What is being asked:
Search the data for "CollectionRecord" and copy every matching line.

Records for the task:
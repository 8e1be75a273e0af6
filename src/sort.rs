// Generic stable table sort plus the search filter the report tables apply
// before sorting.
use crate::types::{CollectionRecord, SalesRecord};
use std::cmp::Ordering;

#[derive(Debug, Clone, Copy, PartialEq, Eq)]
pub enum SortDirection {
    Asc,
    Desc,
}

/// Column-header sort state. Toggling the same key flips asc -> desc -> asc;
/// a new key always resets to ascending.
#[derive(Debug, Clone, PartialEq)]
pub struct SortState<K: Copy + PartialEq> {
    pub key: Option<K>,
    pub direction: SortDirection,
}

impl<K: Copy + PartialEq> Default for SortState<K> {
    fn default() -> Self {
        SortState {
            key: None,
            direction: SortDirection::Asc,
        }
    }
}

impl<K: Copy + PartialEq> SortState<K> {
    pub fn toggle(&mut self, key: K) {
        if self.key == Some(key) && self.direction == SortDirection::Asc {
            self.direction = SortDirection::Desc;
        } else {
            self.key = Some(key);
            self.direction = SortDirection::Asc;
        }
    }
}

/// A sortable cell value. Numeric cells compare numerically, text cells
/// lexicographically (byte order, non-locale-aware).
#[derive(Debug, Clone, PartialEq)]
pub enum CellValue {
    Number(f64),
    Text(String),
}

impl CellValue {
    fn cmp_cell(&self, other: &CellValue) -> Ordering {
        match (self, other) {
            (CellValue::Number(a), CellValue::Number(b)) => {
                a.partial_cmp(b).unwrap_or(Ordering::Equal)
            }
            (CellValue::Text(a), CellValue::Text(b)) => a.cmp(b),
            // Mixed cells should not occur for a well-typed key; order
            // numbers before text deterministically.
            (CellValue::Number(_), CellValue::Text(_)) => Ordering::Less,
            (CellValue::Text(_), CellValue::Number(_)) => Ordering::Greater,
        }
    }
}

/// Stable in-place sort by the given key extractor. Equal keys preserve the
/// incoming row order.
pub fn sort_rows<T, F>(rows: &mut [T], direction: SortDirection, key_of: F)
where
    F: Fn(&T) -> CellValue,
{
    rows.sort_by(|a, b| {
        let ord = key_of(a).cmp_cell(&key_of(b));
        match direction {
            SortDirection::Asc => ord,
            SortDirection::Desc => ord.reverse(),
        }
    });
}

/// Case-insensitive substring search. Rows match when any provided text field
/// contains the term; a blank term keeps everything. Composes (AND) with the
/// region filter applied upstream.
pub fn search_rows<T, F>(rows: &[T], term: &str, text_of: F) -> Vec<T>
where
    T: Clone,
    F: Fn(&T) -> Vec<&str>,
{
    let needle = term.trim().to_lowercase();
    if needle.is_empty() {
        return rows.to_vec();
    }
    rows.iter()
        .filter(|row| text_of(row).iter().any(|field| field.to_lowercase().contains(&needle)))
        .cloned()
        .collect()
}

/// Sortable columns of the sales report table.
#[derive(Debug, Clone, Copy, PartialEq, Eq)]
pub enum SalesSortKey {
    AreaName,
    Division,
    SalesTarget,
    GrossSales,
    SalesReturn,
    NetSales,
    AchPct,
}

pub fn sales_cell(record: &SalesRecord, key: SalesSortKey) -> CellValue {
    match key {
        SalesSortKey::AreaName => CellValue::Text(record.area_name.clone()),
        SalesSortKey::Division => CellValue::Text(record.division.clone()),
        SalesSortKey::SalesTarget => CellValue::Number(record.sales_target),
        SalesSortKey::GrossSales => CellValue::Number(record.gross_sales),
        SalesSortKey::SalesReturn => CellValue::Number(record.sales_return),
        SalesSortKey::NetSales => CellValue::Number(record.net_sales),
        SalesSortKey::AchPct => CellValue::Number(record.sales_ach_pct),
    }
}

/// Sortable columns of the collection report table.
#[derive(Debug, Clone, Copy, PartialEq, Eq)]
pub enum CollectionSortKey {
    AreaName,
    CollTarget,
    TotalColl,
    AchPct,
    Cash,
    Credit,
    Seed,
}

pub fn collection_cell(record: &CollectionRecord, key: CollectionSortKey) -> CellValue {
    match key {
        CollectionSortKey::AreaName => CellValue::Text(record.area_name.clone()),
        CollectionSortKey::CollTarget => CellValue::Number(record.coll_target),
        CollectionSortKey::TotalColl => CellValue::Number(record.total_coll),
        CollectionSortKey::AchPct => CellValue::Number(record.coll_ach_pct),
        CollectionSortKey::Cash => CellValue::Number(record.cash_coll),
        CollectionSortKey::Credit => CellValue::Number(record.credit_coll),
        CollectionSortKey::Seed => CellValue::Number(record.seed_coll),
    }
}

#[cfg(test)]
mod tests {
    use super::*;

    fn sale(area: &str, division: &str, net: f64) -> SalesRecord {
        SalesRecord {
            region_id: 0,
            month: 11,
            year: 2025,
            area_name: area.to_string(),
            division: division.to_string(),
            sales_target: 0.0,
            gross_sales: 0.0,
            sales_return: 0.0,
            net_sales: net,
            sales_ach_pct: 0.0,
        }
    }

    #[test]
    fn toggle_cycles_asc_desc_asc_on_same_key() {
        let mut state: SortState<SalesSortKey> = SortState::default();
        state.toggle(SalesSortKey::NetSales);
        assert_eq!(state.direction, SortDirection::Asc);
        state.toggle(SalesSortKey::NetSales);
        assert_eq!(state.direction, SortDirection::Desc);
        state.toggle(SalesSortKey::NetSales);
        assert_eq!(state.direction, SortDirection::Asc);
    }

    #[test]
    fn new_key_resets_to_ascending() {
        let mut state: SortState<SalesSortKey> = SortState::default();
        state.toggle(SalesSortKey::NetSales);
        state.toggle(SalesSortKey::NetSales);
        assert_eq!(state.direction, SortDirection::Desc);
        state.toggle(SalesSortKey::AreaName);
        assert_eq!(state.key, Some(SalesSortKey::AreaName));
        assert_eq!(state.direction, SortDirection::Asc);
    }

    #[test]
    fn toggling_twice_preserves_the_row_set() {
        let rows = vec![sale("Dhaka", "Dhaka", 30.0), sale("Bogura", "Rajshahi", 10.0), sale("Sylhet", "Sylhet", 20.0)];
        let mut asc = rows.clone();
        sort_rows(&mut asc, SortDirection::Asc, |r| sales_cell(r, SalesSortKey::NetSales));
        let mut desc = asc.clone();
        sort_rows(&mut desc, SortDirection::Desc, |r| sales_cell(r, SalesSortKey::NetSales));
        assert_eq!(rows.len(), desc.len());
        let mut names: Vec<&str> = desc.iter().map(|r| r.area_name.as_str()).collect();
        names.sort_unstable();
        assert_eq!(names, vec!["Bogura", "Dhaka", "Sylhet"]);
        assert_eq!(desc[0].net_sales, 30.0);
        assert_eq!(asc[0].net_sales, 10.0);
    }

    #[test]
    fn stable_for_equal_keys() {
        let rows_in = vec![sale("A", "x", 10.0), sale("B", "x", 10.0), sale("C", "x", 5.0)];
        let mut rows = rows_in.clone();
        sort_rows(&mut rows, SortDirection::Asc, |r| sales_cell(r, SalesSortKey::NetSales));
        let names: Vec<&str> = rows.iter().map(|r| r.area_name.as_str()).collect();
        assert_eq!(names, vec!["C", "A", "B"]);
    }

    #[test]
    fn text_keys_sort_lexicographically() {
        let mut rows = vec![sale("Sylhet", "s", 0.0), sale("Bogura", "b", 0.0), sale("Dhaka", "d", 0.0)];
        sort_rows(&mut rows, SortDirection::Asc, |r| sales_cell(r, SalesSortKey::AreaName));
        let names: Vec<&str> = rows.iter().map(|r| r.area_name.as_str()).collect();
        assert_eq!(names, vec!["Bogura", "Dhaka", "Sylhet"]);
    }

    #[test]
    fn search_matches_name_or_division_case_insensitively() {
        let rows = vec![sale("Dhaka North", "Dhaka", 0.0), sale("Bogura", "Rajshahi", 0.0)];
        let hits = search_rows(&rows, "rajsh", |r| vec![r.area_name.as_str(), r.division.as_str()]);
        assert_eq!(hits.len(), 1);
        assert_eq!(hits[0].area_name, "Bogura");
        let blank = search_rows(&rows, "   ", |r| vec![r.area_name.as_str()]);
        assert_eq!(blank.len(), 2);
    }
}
...
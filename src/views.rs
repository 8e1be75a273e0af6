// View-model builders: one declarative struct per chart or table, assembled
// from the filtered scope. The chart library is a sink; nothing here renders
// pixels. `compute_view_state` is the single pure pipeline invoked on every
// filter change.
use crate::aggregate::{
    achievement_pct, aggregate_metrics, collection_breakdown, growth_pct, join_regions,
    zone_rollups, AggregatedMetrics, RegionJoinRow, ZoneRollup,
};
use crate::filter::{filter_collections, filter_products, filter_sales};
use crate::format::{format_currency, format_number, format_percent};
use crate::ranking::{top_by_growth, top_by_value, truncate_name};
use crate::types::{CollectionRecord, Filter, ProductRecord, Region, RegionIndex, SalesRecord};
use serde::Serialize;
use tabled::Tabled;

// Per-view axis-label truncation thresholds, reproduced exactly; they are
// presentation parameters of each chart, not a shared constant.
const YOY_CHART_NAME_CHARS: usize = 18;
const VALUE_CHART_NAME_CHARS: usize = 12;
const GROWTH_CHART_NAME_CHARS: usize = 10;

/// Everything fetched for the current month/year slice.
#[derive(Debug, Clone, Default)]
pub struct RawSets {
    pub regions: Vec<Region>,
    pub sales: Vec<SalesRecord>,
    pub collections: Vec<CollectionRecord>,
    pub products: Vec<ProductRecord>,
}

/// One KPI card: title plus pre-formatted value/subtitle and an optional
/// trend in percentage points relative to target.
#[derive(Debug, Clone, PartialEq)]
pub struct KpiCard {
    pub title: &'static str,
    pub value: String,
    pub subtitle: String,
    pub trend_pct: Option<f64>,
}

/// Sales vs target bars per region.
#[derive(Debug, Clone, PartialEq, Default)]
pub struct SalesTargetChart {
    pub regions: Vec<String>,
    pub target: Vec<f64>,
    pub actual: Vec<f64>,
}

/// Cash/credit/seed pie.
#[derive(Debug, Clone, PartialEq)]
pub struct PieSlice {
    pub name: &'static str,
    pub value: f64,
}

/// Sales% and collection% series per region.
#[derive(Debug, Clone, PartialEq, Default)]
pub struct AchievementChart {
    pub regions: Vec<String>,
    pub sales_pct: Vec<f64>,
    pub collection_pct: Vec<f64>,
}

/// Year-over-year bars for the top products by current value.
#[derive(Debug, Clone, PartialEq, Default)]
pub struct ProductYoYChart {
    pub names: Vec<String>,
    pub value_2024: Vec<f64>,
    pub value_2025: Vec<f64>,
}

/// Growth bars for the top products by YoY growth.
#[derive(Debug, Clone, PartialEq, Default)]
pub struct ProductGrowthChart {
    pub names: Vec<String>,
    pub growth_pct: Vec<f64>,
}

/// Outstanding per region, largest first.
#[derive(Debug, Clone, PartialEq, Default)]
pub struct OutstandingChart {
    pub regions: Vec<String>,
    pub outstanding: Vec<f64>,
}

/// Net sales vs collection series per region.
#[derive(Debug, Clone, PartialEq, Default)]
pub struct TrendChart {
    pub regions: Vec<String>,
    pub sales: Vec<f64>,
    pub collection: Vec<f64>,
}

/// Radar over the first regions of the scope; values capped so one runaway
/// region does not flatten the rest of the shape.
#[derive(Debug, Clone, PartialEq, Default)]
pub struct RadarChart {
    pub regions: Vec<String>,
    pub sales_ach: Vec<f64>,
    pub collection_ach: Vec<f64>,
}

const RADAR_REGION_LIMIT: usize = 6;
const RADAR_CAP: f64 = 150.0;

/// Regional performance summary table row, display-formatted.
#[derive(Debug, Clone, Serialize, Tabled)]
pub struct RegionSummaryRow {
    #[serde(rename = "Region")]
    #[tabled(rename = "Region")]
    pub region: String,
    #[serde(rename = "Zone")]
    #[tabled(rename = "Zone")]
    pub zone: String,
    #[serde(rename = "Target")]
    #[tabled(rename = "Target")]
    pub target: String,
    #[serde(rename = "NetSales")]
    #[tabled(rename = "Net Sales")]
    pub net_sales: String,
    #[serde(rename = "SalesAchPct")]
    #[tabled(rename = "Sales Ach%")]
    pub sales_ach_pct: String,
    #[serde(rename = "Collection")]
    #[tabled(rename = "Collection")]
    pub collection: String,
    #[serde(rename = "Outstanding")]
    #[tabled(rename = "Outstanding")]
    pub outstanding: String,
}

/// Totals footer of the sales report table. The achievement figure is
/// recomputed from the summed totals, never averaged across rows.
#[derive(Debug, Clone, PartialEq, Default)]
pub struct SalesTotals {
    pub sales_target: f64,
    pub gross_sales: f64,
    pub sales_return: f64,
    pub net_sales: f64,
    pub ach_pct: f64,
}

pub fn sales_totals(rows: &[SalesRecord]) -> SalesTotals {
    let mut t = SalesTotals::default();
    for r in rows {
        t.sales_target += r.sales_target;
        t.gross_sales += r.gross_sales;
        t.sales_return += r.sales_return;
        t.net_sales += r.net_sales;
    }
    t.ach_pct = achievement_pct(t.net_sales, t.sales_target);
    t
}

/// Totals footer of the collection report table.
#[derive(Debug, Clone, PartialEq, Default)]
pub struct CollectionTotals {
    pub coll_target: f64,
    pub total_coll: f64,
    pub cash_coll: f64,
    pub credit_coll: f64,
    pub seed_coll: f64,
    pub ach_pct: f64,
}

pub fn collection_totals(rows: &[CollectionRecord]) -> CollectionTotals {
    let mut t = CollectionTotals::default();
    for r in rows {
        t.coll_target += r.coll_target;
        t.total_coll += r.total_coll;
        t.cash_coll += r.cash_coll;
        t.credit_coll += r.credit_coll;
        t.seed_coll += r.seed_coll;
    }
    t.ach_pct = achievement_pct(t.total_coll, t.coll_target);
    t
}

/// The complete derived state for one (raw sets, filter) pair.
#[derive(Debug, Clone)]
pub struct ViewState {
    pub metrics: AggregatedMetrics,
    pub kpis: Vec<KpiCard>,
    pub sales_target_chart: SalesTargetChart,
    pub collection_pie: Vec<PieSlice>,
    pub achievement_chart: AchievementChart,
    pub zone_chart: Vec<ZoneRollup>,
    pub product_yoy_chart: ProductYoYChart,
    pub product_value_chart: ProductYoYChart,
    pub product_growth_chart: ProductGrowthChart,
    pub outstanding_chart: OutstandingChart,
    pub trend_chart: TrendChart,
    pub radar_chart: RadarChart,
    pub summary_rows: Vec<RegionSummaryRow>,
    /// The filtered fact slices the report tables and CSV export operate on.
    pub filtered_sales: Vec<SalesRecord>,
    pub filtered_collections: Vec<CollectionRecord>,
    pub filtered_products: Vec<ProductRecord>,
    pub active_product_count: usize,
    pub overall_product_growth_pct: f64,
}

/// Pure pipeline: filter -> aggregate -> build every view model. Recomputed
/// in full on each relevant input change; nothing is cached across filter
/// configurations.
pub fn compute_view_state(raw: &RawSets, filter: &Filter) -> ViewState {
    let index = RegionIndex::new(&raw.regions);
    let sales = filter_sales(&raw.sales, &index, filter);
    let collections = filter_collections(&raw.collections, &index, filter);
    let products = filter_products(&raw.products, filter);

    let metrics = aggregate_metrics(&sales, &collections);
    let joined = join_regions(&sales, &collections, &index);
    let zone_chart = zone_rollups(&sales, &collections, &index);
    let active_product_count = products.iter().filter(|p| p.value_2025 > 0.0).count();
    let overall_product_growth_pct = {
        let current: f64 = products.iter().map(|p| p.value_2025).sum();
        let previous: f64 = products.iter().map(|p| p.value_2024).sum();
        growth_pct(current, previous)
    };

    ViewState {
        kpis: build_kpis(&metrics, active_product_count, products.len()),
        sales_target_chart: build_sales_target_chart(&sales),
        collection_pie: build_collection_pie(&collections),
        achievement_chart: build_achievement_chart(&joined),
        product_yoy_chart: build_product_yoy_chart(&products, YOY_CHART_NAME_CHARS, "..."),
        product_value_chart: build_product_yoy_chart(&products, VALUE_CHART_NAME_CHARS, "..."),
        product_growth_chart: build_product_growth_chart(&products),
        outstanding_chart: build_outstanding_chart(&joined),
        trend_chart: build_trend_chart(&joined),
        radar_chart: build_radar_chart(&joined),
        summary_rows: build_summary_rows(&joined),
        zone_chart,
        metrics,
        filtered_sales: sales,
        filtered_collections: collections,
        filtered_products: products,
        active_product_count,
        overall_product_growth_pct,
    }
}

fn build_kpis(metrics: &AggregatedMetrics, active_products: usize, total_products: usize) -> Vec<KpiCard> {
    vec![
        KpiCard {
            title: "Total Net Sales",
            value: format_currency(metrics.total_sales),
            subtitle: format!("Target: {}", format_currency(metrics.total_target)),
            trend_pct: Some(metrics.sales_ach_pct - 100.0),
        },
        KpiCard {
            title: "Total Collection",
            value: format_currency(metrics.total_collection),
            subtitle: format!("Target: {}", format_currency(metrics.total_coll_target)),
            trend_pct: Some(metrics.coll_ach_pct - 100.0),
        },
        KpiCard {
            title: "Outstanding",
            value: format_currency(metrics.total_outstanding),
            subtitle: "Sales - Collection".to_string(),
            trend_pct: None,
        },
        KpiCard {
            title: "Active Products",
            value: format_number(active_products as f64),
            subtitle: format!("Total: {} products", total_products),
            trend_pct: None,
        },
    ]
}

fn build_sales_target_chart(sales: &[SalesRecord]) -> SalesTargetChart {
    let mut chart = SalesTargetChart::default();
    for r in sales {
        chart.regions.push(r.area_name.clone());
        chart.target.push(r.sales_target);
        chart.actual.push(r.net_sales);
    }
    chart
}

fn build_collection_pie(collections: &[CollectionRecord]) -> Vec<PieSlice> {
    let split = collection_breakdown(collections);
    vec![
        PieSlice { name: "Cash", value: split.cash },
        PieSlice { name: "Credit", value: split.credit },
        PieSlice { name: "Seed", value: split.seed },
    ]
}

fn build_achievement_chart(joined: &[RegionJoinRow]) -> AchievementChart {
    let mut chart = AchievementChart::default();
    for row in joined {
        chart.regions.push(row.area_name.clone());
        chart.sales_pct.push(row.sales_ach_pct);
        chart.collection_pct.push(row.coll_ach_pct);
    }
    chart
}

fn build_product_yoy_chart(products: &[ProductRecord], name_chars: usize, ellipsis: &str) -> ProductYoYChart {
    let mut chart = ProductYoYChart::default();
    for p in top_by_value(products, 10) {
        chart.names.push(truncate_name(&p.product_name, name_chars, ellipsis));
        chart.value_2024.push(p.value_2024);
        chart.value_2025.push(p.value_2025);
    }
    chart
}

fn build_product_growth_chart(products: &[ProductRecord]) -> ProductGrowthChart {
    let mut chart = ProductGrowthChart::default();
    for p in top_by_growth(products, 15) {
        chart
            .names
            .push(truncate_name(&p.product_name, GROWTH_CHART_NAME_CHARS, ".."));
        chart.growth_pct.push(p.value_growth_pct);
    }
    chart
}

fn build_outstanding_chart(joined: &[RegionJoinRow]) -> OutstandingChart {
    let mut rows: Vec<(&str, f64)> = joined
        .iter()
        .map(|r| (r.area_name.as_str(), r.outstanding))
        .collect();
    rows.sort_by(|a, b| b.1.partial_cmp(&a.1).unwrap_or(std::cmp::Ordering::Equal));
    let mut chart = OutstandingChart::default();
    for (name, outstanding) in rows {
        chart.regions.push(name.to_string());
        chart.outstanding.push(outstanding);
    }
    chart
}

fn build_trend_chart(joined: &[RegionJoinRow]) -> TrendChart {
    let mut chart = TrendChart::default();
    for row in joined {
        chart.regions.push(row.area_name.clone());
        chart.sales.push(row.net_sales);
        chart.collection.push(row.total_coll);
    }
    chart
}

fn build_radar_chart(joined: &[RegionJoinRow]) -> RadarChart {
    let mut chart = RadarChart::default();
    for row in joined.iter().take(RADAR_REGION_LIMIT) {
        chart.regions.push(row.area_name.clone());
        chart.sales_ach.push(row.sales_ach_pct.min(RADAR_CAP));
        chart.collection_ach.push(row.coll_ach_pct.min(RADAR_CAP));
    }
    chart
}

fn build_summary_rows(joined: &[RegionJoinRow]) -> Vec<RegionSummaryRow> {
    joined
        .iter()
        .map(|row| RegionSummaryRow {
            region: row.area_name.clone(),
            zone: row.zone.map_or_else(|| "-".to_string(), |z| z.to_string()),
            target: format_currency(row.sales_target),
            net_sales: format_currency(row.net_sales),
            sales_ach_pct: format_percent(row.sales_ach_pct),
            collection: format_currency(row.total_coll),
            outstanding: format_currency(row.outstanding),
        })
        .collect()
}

Reply:
use crate::types::{CollectionRecord, SalesRecord};
pub fn collection_cell(record: &CollectionRecord, key: CollectionSortKey) -> CellValue {
use crate::types::{CollectionRecord, Filter, ProductRecord, Region, RegionIndex, SalesRecord};
    pub collections: Vec<CollectionRecord>,
pub fn collection_totals(rows: &[CollectionRecord]) -> CollectionTotals {
    pub filtered_collections: Vec<CollectionRecord>,
fn build_collection_pie(collections: &[CollectionRecord]) -> Vec<PieSlice> {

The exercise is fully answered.